(Collected data)
---
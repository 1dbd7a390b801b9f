use actix_web::{web, App, HttpServer};
use actix_cors::Cors;
use credential_gate::{configure_routes, AppError, AppState, Settings};
use credential_gate::config::CorsConfig;
use dotenv::dotenv;
use std::net::TcpListener;
use tracing::info;
use tracing_subscriber::{EnvFilter, FmtSubscriber};

fn cors_policy(config: &CorsConfig) -> Cors {
    if !config.enabled {
        // CORS disabled - use most restrictive settings
        return Cors::default();
    }

    let cors = if config.allow_any_origin {
        Cors::default()
            .allow_any_origin()
            .allow_any_method()
            .allow_any_header()
            .supports_credentials()
    } else {
        Cors::default()
            .allowed_origin("http://localhost:8080")
            .allowed_origin("http://127.0.0.1:8080")
            .allowed_methods(vec!["GET", "POST"])
            .allowed_headers(vec!["Content-Type"])
            .supports_credentials()
    };

    cors.max_age(config.max_age as usize)
}

#[actix_web::main]
async fn main() -> credential_gate::Result<()> {
    // Load environment variables
    dotenv().ok();

    // Initialize logging
    FmtSubscriber::builder()
        .with_env_filter(EnvFilter::try_from_default_env().unwrap_or_else(|_| EnvFilter::new("info")))
        .with_target(false)
        .with_thread_ids(true)
        .with_file(true)
        .with_line_number(true)
        .init();

    let config = Settings::new()?;
    info!("Configuration loaded successfully ({} mode)", config.environment);

    let state = AppState::new(config.clone()).await?;
    let data = web::Data::new(state.clone());

    let listener = TcpListener::bind(format!("{}:{}", config.server.host, config.server.port))?;
    info!("Starting server at {}:{}", config.server.host, config.server.port);

    let server_config = config.clone();
    let result = HttpServer::new(move || {
        App::new()
            .wrap(cors_policy(&server_config.cors))
            .app_data(data.clone())
            .configure(|cfg| configure_routes(cfg, &server_config.auth.dashboard_path))
    })
    .listen(listener)?
    .workers(config.server.workers.max(1) as usize)
    .run()
    .await
    .map_err(|e| AppError::InternalError(e.to_string()));

    state.shutdown().await?;
    info!("Server stopped");
    result
}
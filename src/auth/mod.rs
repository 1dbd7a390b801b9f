//! Authentication module
//!
//! Account creation, credential verification, and the time-boxed link
//! handed out after a successful login.

pub mod flow;
pub mod handlers;
pub mod hasher;
pub mod link;
mod service;

pub use flow::LoginState;
pub use hasher::{CredentialHasher, Pbkdf2Hasher};
pub use link::{is_link_expired, LinkClaims, LinkIssuer, SessionLink, LINK_EXPIRY_WINDOW_SECS};
pub use service::AuthService;
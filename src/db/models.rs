use serde::{Deserialize, Serialize};
use sqlx::FromRow;

#[derive(Debug, Clone, Serialize, Deserialize, FromRow)]
pub struct User {
    pub id: i64,
    pub username: String,
    pub email: String,
    #[sqlx(rename = "password")]
    #[serde(skip_serializing, default)]
    pub password_hash: String,
}

/// A user about to be inserted; the hash is computed before it gets here.
#[derive(Debug, Clone)]
pub struct NewUser {
    pub username: String,
    pub email: String,
    pub password_hash: String,
}

impl NewUser {
    pub fn new(username: String, email: String, password_hash: String) -> Self {
        Self {
            username,
            email,
            password_hash,
        }
    }

    pub fn into_user(self, id: i64) -> User {
        User {
            id,
            username: self.username,
            email: self.email,
            password_hash: self.password_hash,
        }
    }
}
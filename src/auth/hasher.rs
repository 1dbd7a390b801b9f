use base64::{engine::general_purpose::STANDARD_NO_PAD as BASE64, Engine};
use pbkdf2::password_hash::{
    Error as HashError, Output, PasswordHash, PasswordHasher, PasswordVerifier, SaltString,
};
use pbkdf2::{pbkdf2_hmac, Algorithm, Params, Pbkdf2};
use rand::RngCore;
use sha2::Sha256;

use crate::error::AppError;
use crate::Result;

const SALT_SIZE: usize = 16;
const OUTPUT_SIZE: usize = 32;
const LEGACY_PREFIX: &str = "$pbkdf2-sha256$";

/// Round count used by existing digests.
pub const DEFAULT_ROUNDS: u32 = 29000;

/// Password hashing capability injected into the auth service.
#[cfg_attr(test, mockall::automock)]
pub trait CredentialHasher: Send + Sync {
    fn hash(&self, plaintext: &str) -> Result<String>;

    /// `Ok(false)` on mismatch; `Err` only when the digest can't be read.
    fn verify(&self, plaintext: &str, digest: &str) -> Result<bool>;
}

/// Salted PBKDF2-HMAC-SHA256.
///
/// New digests use the PHC string format. Digests in the older
/// `$pbkdf2-sha256$<rounds>$<salt>$<checksum>` form, with the adapted base64
/// alphabet (`.` for `+`, no padding), are still accepted by `verify`.
#[derive(Debug, Clone)]
pub struct Pbkdf2Hasher {
    rounds: u32,
}

impl Pbkdf2Hasher {
    pub fn new(rounds: u32) -> Self {
        Self { rounds: rounds.max(1) }
    }

    fn verify_legacy(plaintext: &str, digest: &LegacyDigest) -> Result<bool> {
        let mut derived = vec![0u8; digest.checksum.len()];
        pbkdf2_hmac::<Sha256>(plaintext.as_bytes(), &digest.salt, digest.rounds, &mut derived);

        // Output equality is constant time
        let derived = Output::new(&derived).map_err(hash_error)?;
        let expected = Output::new(&digest.checksum).map_err(hash_error)?;
        Ok(derived == expected)
    }
}

impl Default for Pbkdf2Hasher {
    fn default() -> Self {
        Self::new(DEFAULT_ROUNDS)
    }
}

impl CredentialHasher for Pbkdf2Hasher {
    fn hash(&self, plaintext: &str) -> Result<String> {
        let mut salt_bytes = [0u8; SALT_SIZE];
        rand::thread_rng().fill_bytes(&mut salt_bytes);
        let salt = SaltString::encode_b64(&salt_bytes).map_err(hash_error)?;

        let params = Params {
            rounds: self.rounds,
            output_length: OUTPUT_SIZE,
        };

        let digest = Pbkdf2
            .hash_password_customized(
                plaintext.as_bytes(),
                Some(Algorithm::Pbkdf2Sha256.ident()),
                None,
                params,
                &salt,
            )
            .map_err(hash_error)?;

        Ok(digest.to_string())
    }

    fn verify(&self, plaintext: &str, digest: &str) -> Result<bool> {
        if let Some(legacy) = LegacyDigest::parse(digest) {
            return Self::verify_legacy(plaintext, &legacy);
        }

        let parsed = PasswordHash::new(digest).map_err(hash_error)?;
        match Pbkdf2.verify_password(plaintext.as_bytes(), &parsed) {
            Ok(()) => Ok(true),
            Err(HashError::Password) => Ok(false),
            Err(e) => Err(hash_error(e)),
        }
    }
}

fn hash_error(err: HashError) -> AppError {
    AppError::InternalError(format!("Password hashing failed: {}", err))
}

struct LegacyDigest {
    rounds: u32,
    salt: Vec<u8>,
    checksum: Vec<u8>,
}

impl LegacyDigest {
    fn parse(digest: &str) -> Option<Self> {
        let rest = digest.strip_prefix(LEGACY_PREFIX)?;
        let mut parts = rest.split('$');

        let rounds = parts.next()?.parse().ok()?;
        let salt = decode_ab64(parts.next()?)?;
        let checksum = decode_ab64(parts.next()?)?;
        if parts.next().is_some() {
            return None;
        }

        Some(Self { rounds, salt, checksum })
    }
}

fn decode_ab64(value: &str) -> Option<Vec<u8>> {
    BASE64.decode(value.replace('.', "+")).ok()
}

#[cfg(test)]
mod tests {
    use super::*;

    // Modular-crypt digest: rounds 1000, password "secret1"
    const LEGACY_DIGEST: &str =
        "$pbkdf2-sha256$1000$MDEyMzQ1Njc4OWFiY2RlZg$b20hQ5gwi4VB5BfWcGk4yXJCAVSnXid2Td6rxjzTfvg";

    #[test]
    fn test_hash_and_verify() {
        let hasher = Pbkdf2Hasher::new(1000);
        let digest = hasher.hash("secret1").unwrap();

        assert!(digest.starts_with("$pbkdf2-sha256$"));
        assert!(digest.contains("i=1000"));
        assert!(!digest.contains("secret1"));
        assert!(hasher.verify("secret1", &digest).unwrap());
        assert!(!hasher.verify("secret2", &digest).unwrap());
        assert!(!hasher.verify("", &digest).unwrap());
    }

    #[test]
    fn test_hashes_are_salted() {
        let hasher = Pbkdf2Hasher::new(1000);
        let a = hasher.hash("secret1").unwrap();
        let b = hasher.hash("secret1").unwrap();
        assert_ne!(a, b);
    }

    #[test]
    fn test_default_rounds() {
        assert_eq!(Pbkdf2Hasher::default().rounds, DEFAULT_ROUNDS);
        assert_eq!(Pbkdf2Hasher::new(0).rounds, 1);
    }

    #[test]
    fn test_verify_legacy_digest() {
        let hasher = Pbkdf2Hasher::default();
        assert!(hasher.verify("secret1", LEGACY_DIGEST).unwrap());
        assert!(!hasher.verify("secret", LEGACY_DIGEST).unwrap());
    }

    #[test]
    fn test_malformed_digest_is_an_error() {
        let hasher = Pbkdf2Hasher::new(1000);
        let result = hasher.verify("secret1", "not-a-digest");
        assert!(matches!(result, Err(AppError::InternalError(_))));
    }

    #[test]
    fn test_legacy_parse_rejects_phc() {
        let hasher = Pbkdf2Hasher::new(1000);
        let digest = hasher.hash("x").unwrap();
        assert!(LegacyDigest::parse(&digest).is_none());
    }
}
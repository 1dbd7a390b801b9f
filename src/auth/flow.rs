//! Login page state machine.
//!
//! `AwaitingInput -> Verifying -> LinkValid | LinkExpired`, with failures
//! going back to `AwaitingInput` carrying the error. Every state except
//! `Verifying` accepts a new submission.

use chrono::{DateTime, Duration, Utc};

use crate::auth::link::{is_expired_at, SessionLink};
use crate::error::AppError;

#[derive(Debug, Clone)]
pub enum LoginState {
    AwaitingInput { error: Option<String> },
    Verifying { username: String },
    LinkValid { link: SessionLink },
    LinkExpired { username: String },
}

impl Default for LoginState {
    fn default() -> Self {
        LoginState::AwaitingInput { error: None }
    }
}

impl LoginState {
    pub fn submit(self, username: &str) -> Self {
        match self {
            LoginState::Verifying { .. } => self,
            _ => LoginState::Verifying {
                username: username.to_string(),
            },
        }
    }

    /// Applies the verification result. Ignored unless `Verifying`.
    pub fn complete(
        self,
        outcome: Result<SessionLink, AppError>,
        now: DateTime<Utc>,
        window: Duration,
    ) -> Self {
        if !matches!(self, LoginState::Verifying { .. }) {
            return self;
        }

        match outcome {
            Ok(link) => LoginState::LinkValid { link }.follow(now, window),
            Err(e) => LoginState::AwaitingInput {
                error: Some(e.to_string()),
            },
        }
    }

    /// Re-checks a valid link against the window.
    pub fn follow(self, now: DateTime<Utc>, window: Duration) -> Self {
        match self {
            LoginState::LinkValid { link } if is_expired_at(link.issued_at, now, window) => {
                LoginState::LinkExpired {
                    username: link.username,
                }
            }
            other => other,
        }
    }

    pub fn is_terminal(&self) -> bool {
        matches!(self, LoginState::LinkValid { .. } | LoginState::LinkExpired { .. })
    }
}
pub mod auth;
pub mod config;
pub mod db;
pub mod error;

use std::sync::Arc;
use actix_web::{web, HttpResponse};
use tracing::info;

pub use error::AppError;
pub type Result<T> = std::result::Result<T, AppError>;
pub use config::Settings;

pub use auth::{AuthService, CredentialHasher, LinkIssuer, Pbkdf2Hasher};
pub use db::{DbOperations, User, UserRepository};

/// Health check endpoint handler
/// Returns a JSON response with server status and timestamp
pub async fn health_check() -> HttpResponse {
    HttpResponse::Ok().json(serde_json::json!({
        "status": "healthy",
        "timestamp": chrono::Utc::now().to_rfc3339()
    }))
}

/// Registers every route of the service.
pub fn configure_routes(cfg: &mut web::ServiceConfig, dashboard_path: &str) {
    cfg.route("/health", web::get().to(health_check))
        .route("/auth/signup", web::post().to(auth::handlers::signup))
        .route("/auth/login", web::post().to(auth::handlers::login))
        .route(dashboard_path, web::get().to(auth::handlers::dashboard));
}

/// Application state shared across all workers
#[derive(Clone)]
pub struct AppState {
    pub config: Arc<Settings>,
    pub db: DbOperations,
    pub auth_service: Arc<AuthService>,
}

impl AppState {
    pub async fn new(config: Settings) -> Result<Self> {
        let db = DbOperations::connect(&config.database).await?;

        let auth_service = AuthService::new(
            Arc::new(db.clone()),
            Arc::new(Pbkdf2Hasher::new(config.auth.pbkdf2_rounds)),
            LinkIssuer::new(config.auth.link_secret.clone(), config.auth.link_expiry_seconds),
            config.auth.failure_policy,
        )?;

        Ok(Self {
            config: Arc::new(config),
            db,
            auth_service: Arc::new(auth_service),
        })
    }

    pub async fn shutdown(&self) -> Result<()> {
        self.db.close().await;
        info!("Credential store closed");
        Ok(())
    }
}
use chrono::{DateTime, Duration, TimeZone, Utc};
use jsonwebtoken::{decode, encode, Algorithm, DecodingKey, EncodingKey, Header, Validation};
use serde::{Deserialize, Serialize};
use uuid::Uuid;

use crate::error::{AppError, AuthError};
use crate::Result;

/// Post-login links go stale after this many seconds.
pub const LINK_EXPIRY_WINDOW_SECS: i64 = 300;

#[derive(Debug, Serialize, Deserialize)]
pub struct LinkClaims {
    pub sub: String,  // Username
    pub iat: i64,     // Issued at
    pub exp: i64,     // Informational; the window check decides
    pub jti: String,  // Link id
}

/// A freshly issued post-login link.
#[derive(Debug, Clone, Serialize)]
pub struct SessionLink {
    pub username: String,
    pub token: String,
    pub issued_at: DateTime<Utc>,
    pub expires_at: DateTime<Utc>,
}

/// `true` once more than `window` has passed between `issued_at` and `now`.
pub fn is_expired_at(issued_at: DateTime<Utc>, now: DateTime<Utc>, window: Duration) -> bool {
    now - issued_at > window
}

/// Checks against the default 300 second window.
pub fn is_link_expired(issued_at: DateTime<Utc>) -> bool {
    is_expired_at(issued_at, Utc::now(), Duration::seconds(LINK_EXPIRY_WINDOW_SECS))
}

pub struct LinkIssuer {
    secret: String,
    window: Duration,
}

impl LinkIssuer {
    pub fn new(secret: String, window_seconds: i64) -> Self {
        Self {
            secret,
            window: Duration::seconds(window_seconds),
        }
    }

    pub fn window(&self) -> Duration {
        self.window
    }

    pub fn issue(&self, username: &str) -> Result<SessionLink> {
        self.issue_at(username, Utc::now())
    }

    pub fn issue_at(&self, username: &str, issued_at: DateTime<Utc>) -> Result<SessionLink> {
        let expires_at = issued_at + self.window;
        let claims = LinkClaims {
            sub: username.to_string(),
            iat: issued_at.timestamp(),
            exp: expires_at.timestamp(),
            jti: Uuid::new_v4().to_string(),
        };

        let token = encode(
            &Header::default(),
            &claims,
            &EncodingKey::from_secret(self.secret.as_bytes()),
        )
        .map_err(|e| AppError::InternalError(format!("Failed to sign link: {}", e)))?;

        Ok(SessionLink {
            username: username.to_string(),
            token,
            issued_at,
            expires_at,
        })
    }

    /// Checks the signature only. Staleness is up to the caller.
    pub fn decode(&self, token: &str) -> Result<LinkClaims> {
        let mut validation = Validation::new(Algorithm::HS256);
        validation.validate_exp = false;

        let data = decode::<LinkClaims>(
            token,
            &DecodingKey::from_secret(self.secret.as_bytes()),
            &validation,
        )?;

        Ok(data.claims)
    }

    pub fn is_link_expired(&self, issued_at: DateTime<Utc>) -> bool {
        is_expired_at(issued_at, Utc::now(), self.window)
    }

    pub fn issued_at(claims: &LinkClaims) -> Result<DateTime<Utc>> {
        Utc.timestamp_opt(claims.iat, 0)
            .single()
            .ok_or_else(|| AuthError::InvalidLink.into())
    }
}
---
■ **Directions for this task**
Every line above from the line with "the adapted base64" to the line with "digest.rounds, &mut derived);" is wanted, ends included; write them out exactly and add no other line.

■ **Solution for this task**
/// `$pbkdf2-sha256$<rounds>$<salt>$<checksum>` form, with the adapted base64
/// alphabet (`.` for `+`, no padding), are still accepted by `verify`.
#[derive(Debug, Clone)]
pub struct Pbkdf2Hasher {
    rounds: u32,
}

impl Pbkdf2Hasher {
    pub fn new(rounds: u32) -> Self {
        Self { rounds: rounds.max(1) }
    }

    fn verify_legacy(plaintext: &str, digest: &LegacyDigest) -> Result<bool> {
        let mut derived = vec![0u8; digest.checksum.len()];
        pbkdf2_hmac::<Sha256>(plaintext.as_bytes(), &digest.salt, digest.rounds, &mut derived);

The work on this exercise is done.